»»
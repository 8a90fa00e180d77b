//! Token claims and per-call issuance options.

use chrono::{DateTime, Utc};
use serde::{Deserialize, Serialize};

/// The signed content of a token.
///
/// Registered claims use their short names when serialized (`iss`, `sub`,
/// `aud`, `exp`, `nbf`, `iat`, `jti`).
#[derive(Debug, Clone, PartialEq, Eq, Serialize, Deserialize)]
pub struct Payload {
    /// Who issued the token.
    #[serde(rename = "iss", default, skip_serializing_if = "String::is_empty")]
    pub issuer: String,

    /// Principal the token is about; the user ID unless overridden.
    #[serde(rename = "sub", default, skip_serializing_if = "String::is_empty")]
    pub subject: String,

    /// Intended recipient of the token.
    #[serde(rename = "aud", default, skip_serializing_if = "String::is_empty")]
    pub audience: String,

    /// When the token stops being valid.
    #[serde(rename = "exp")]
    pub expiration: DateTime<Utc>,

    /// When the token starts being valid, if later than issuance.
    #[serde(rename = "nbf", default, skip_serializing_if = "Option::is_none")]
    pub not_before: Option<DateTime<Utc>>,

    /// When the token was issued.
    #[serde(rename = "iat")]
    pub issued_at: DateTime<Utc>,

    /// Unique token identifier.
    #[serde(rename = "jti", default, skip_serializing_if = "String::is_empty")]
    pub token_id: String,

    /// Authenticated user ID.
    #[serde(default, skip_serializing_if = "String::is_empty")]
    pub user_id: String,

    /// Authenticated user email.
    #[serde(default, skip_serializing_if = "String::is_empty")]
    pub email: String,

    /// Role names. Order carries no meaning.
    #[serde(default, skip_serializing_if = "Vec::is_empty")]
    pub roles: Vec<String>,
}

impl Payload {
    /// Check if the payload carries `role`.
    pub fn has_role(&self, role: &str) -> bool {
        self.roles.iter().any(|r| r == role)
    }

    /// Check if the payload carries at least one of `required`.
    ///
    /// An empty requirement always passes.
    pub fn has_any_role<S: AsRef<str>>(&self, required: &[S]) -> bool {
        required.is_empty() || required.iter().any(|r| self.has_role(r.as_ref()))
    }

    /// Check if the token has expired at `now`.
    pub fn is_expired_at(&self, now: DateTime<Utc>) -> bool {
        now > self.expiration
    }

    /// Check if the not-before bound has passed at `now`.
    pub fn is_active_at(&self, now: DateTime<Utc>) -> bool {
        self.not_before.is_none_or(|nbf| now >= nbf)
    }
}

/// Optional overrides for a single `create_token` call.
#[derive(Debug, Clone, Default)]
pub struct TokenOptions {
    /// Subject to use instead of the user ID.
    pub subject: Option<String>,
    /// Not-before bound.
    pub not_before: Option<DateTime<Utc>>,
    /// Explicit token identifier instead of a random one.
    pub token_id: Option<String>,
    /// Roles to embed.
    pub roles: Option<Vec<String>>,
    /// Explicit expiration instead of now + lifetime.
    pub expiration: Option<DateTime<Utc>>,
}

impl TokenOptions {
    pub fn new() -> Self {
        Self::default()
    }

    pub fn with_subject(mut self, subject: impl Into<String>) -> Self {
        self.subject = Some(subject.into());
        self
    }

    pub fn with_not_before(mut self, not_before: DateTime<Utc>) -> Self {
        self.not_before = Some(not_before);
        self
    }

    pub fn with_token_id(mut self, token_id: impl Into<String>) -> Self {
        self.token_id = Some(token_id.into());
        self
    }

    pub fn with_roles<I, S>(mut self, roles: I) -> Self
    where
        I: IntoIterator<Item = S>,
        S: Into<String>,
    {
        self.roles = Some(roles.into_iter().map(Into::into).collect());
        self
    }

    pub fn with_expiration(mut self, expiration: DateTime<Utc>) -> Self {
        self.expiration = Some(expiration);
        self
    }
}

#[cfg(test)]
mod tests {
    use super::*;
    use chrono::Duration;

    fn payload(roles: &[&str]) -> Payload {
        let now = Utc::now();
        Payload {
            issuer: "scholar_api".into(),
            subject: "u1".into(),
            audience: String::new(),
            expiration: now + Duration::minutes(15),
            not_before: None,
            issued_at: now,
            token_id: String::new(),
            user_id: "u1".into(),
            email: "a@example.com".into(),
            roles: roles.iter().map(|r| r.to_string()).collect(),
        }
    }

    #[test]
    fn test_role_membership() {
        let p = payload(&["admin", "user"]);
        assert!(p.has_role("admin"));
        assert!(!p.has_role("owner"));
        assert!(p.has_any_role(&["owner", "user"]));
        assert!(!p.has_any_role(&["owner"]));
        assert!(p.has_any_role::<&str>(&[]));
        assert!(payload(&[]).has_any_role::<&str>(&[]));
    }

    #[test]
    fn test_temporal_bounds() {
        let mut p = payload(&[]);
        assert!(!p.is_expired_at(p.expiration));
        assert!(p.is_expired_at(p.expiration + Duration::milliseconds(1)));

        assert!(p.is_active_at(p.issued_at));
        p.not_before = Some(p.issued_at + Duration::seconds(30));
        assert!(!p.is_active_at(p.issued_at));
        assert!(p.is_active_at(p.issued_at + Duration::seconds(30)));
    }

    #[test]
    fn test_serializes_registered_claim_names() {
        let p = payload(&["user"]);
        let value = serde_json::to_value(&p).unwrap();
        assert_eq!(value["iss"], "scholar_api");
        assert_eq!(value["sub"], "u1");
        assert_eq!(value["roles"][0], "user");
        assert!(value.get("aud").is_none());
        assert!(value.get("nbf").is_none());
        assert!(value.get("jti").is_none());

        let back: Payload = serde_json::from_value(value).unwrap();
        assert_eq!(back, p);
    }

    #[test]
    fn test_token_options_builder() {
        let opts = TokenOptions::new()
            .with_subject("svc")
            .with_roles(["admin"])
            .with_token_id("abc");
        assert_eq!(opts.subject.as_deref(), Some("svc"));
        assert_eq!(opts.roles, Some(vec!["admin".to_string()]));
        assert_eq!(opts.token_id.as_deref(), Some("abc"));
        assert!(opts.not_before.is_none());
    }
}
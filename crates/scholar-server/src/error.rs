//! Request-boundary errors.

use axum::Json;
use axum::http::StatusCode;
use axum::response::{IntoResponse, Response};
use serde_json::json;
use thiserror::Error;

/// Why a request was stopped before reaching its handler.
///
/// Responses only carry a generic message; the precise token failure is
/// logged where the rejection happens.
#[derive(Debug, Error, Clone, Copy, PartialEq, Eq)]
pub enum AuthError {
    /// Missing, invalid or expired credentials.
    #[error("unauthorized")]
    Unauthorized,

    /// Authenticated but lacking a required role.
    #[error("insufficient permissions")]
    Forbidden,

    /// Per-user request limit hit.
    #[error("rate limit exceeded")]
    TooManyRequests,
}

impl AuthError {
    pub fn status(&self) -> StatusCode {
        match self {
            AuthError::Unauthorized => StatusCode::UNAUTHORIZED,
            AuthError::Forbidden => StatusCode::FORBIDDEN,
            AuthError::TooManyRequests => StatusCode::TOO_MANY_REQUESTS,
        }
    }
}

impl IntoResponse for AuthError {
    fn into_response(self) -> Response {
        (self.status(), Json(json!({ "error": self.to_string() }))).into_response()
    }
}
««
▶ **Work task**: Send back every entry precisely as given.

▶ **Exercise output**:
repository 8a90fa00e180d77b
//! Token claims and per-call issuance options.

use chrono::{DateTime, Utc};
use serde::{Deserialize, Serialize};

/// The signed content of a token.
///
/// Registered claims use their short names when serialized (`iss`, `sub`,
/// `aud`, `exp`, `nbf`, `iat`, `jti`).
#[derive(Debug, Clone, PartialEq, Eq, Serialize, Deserialize)]
pub struct Payload {
    /// Who issued the token.
    #[serde(rename = "iss", default, skip_serializing_if = "String::is_empty")]
    pub issuer: String,

    /// Principal the token is about; the user ID unless overridden.
    #[serde(rename = "sub", default, skip_serializing_if = "String::is_empty")]
    pub subject: String,

    /// Intended recipient of the token.
    #[serde(rename = "aud", default, skip_serializing_if = "String::is_empty")]
    pub audience: String,

    /// When the token stops being valid.
    #[serde(rename = "exp")]
    pub expiration: DateTime<Utc>,

    /// When the token starts being valid, if later than issuance.
    #[serde(rename = "nbf", default, skip_serializing_if = "Option::is_none")]
    pub not_before: Option<DateTime<Utc>>,

    /// When the token was issued.
    #[serde(rename = "iat")]
    pub issued_at: DateTime<Utc>,

    /// Unique token identifier.
    #[serde(rename = "jti", default, skip_serializing_if = "String::is_empty")]
    pub token_id: String,

    /// Authenticated user ID.
    #[serde(default, skip_serializing_if = "String::is_empty")]
    pub user_id: String,

    /// Authenticated user email.
    #[serde(default, skip_serializing_if = "String::is_empty")]
    pub email: String,

    /// Role names. Order carries no meaning.
    #[serde(default, skip_serializing_if = "Vec::is_empty")]
    pub roles: Vec<String>,
}

impl Payload {
    /// Check if the payload carries `role`.
    pub fn has_role(&self, role: &str) -> bool {
        self.roles.iter().any(|r| r == role)
    }

    /// Check if the payload carries at least one of `required`.
    ///
    /// An empty requirement always passes.
    pub fn has_any_role<S: AsRef<str>>(&self, required: &[S]) -> bool {
        required.is_empty() || required.iter().any(|r| self.has_role(r.as_ref()))
    }

    /// Check if the token has expired at `now`.
    pub fn is_expired_at(&self, now: DateTime<Utc>) -> bool {
        now > self.expiration
    }

    /// Check if the not-before bound has passed at `now`.
    pub fn is_active_at(&self, now: DateTime<Utc>) -> bool {
        self.not_before.is_none_or(|nbf| now >= nbf)
    }
}

/// Optional overrides for a single `create_token` call.
#[derive(Debug, Clone, Default)]
pub struct TokenOptions {
    /// Subject to use instead of the user ID.
    pub subject: Option<String>,
    /// Not-before bound.
    pub not_before: Option<DateTime<Utc>>,
    /// Explicit token identifier instead of a random one.
    pub token_id: Option<String>,
    /// Roles to embed.
    pub roles: Option<Vec<String>>,
    /// Explicit expiration instead of now + lifetime.
    pub expiration: Option<DateTime<Utc>>,
}

impl TokenOptions {
    pub fn new() -> Self {
        Self::default()
    }

    pub fn with_subject(mut self, subject: impl Into<String>) -> Self {
        self.subject = Some(subject.into());
        self
    }

    pub fn with_not_before(mut self, not_before: DateTime<Utc>) -> Self {
        self.not_before = Some(not_before);
        self
    }

    pub fn with_token_id(mut self, token_id: impl Into<String>) -> Self {
        self.token_id = Some(token_id.into());
        self
    }

    pub fn with_roles<I, S>(mut self, roles: I) -> Self
    where
        I: IntoIterator<Item = S>,
        S: Into<String>,
    {
        self.roles = Some(roles.into_iter().map(Into::into).collect());
        self
    }

    pub fn with_expiration(mut self, expiration: DateTime<Utc>) -> Self {
        self.expiration = Some(expiration);
        self
    }
}

#[cfg(test)]
mod tests {
    use super::*;
    use chrono::Duration;

    fn payload(roles: &[&str]) -> Payload {
        let now = Utc::now();
        Payload {
            issuer: "scholar_api".into(),
            subject: "u1".into(),
            audience: String::new(),
            expiration: now + Duration::minutes(15),
            not_before: None,
            issued_at: now,
            token_id: String::new(),
            user_id: "u1".into(),
            email: "a@example.com".into(),
            roles: roles.iter().map(|r| r.to_string()).collect(),
        }
    }

    #[test]
    fn test_role_membership() {
        let p = payload(&["admin", "user"]);
        assert!(p.has_role("admin"));
        assert!(!p.has_role("owner"));
        assert!(p.has_any_role(&["owner", "user"]));
        assert!(!p.has_any_role(&["owner"]));
        assert!(p.has_any_role::<&str>(&[]));
        assert!(payload(&[]).has_any_role::<&str>(&[]));
    }

    #[test]
    fn test_temporal_bounds() {
        let mut p = payload(&[]);
        assert!(!p.is_expired_at(p.expiration));
        assert!(p.is_expired_at(p.expiration + Duration::milliseconds(1)));

        assert!(p.is_active_at(p.issued_at));
        p.not_before = Some(p.issued_at + Duration::seconds(30));
        assert!(!p.is_active_at(p.issued_at));
        assert!(p.is_active_at(p.issued_at + Duration::seconds(30)));
    }

    #[test]
    fn test_serializes_registered_claim_names() {
        let p = payload(&["user"]);
        let value = serde_json::to_value(&p).unwrap();
        assert_eq!(value["iss"], "scholar_api");
        assert_eq!(value["sub"], "u1");
        assert_eq!(value["roles"][0], "user");
        assert!(value.get("aud").is_none());
        assert!(value.get("nbf").is_none());
        assert!(value.get("jti").is_none());

        let back: Payload = serde_json::from_value(value).unwrap();
        assert_eq!(back, p);
    }

    #[test]
    fn test_token_options_builder() {
        let opts = TokenOptions::new()
            .with_subject("svc")
            .with_roles(["admin"])
            .with_token_id("abc");
        assert_eq!(opts.subject.as_deref(), Some("svc"));
        assert_eq!(opts.roles, Some(vec!["admin".to_string()]));
        assert_eq!(opts.token_id.as_deref(), Some("abc"));
        assert!(opts.not_before.is_none());
    }
}
filename crates/scholar-server/src/error.rs
//! Request-boundary errors.

use axum::Json;
use axum::http::StatusCode;
use axum::response::{IntoResponse, Response};
use serde_json::json;
use thiserror::Error;

/// Why a request was stopped before reaching its handler.
///
/// Responses only carry a generic message; the precise token failure is
/// logged where the rejection happens.
#[derive(Debug, Error, Clone, Copy, PartialEq, Eq)]
pub enum AuthError {
    /// Missing, invalid or expired credentials.
    #[error("unauthorized")]
    Unauthorized,

    /// Authenticated but lacking a required role.
    #[error("insufficient permissions")]
    Forbidden,

    /// Per-user request limit hit.
    #[error("rate limit exceeded")]
    TooManyRequests,
}

impl AuthError {
    pub fn status(&self) -> StatusCode {
        match self {
            AuthError::Unauthorized => StatusCode::UNAUTHORIZED,
            AuthError::Forbidden => StatusCode::FORBIDDEN,
            AuthError::TooManyRequests => StatusCode::TOO_MANY_REQUESTS,
        }
    }
}

impl IntoResponse for AuthError {
    fn into_response(self) -> Response {
        (self.status(), Json(json!({ "error": self.to_string() }))).into_response()
    }
}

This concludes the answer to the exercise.